The answer should be an exact copy of the lines from the line with "use crate::error_handling::types::ConfigError;" through the last line of the entries, and no other lines.

----- The data

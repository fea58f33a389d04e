use rand::Rng;

use crate::configuration::types::DistanceRange;
use crate::error_handling::types::ConfigError;

/// Number of distinct swipe directions; directions are `0..DIRECTIONS`.
pub const DIRECTIONS: u8 = 2;

#[derive(Debug, Clone, Copy, PartialEq, Eq)]
pub struct Gesture {
    pub direction: u8,
    pub distance: i64,
}

/// Produces uniformly random gestures within fixed bounds.
///
/// The generator holds nothing but its bounds, so it is `Copy` and can be
/// shared freely between sessions.
#[derive(Debug, Clone, Copy)]
pub struct GestureGenerator {
    range: DistanceRange,
}

impl GestureGenerator {
    /// Fails with `ConfigError::NotInRange` when `range.min > range.max`.
    pub fn new(range: DistanceRange) -> Result<Self, ConfigError> {
        if range.min > range.max {
            return Err(ConfigError::NotInRange(format!(
                "empty distance range {}..={}",
                range.min, range.max
            )));
        }
        Ok(Self { range })
    }

    pub fn range(&self) -> DistanceRange {
        self.range
    }

    pub fn generate(&self) -> Gesture {
        self.generate_with(&mut rand::thread_rng())
    }

    pub fn generate_with<R: Rng + ?Sized>(&self, rng: &mut R) -> Gesture {
        Gesture {
            direction: rng.gen_range(0..DIRECTIONS),
            distance: rng.gen_range(self.range.min..=self.range.max),
        }
    }
}

impl Default for GestureGenerator {
    fn default() -> Self {
        Self {
            range: DistanceRange::default(),
        }
    }
}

----------

Answer section:
use crate::error_handling::types::ConfigError;

/// Number of distinct swipe directions; directions are `0..DIRECTIONS`.
pub const DIRECTIONS: u8 = 2;

#[derive(Debug, Clone, Copy, PartialEq, Eq)]
pub struct Gesture {
    pub direction: u8,
    pub distance: i64,
}

/// Produces uniformly random gestures within fixed bounds.
///
/// The generator holds nothing but its bounds, so it is `Copy` and can be
/// shared freely between sessions.
#[derive(Debug, Clone, Copy)]
pub struct GestureGenerator {
    range: DistanceRange,
}

impl GestureGenerator {
    /// Fails with `ConfigError::NotInRange` when `range.min > range.max`.
    pub fn new(range: DistanceRange) -> Result<Self, ConfigError> {
        if range.min > range.max {
            return Err(ConfigError::NotInRange(format!(
                "empty distance range {}..={}",
                range.min, range.max
            )));
        }
        Ok(Self { range })
    }

    pub fn range(&self) -> DistanceRange {
        self.range
    }

    pub fn generate(&self) -> Gesture {
        self.generate_with(&mut rand::thread_rng())
    }

    pub fn generate_with<R: Rng + ?Sized>(&self, rng: &mut R) -> Gesture {
        Gesture {
            direction: rng.gen_range(0..DIRECTIONS),
            distance: rng.gen_range(self.range.min..=self.range.max),
        }
    }
}

impl Default for GestureGenerator {
    fn default() -> Self {
        Self {
            range: DistanceRange::default(),
        }
    }
}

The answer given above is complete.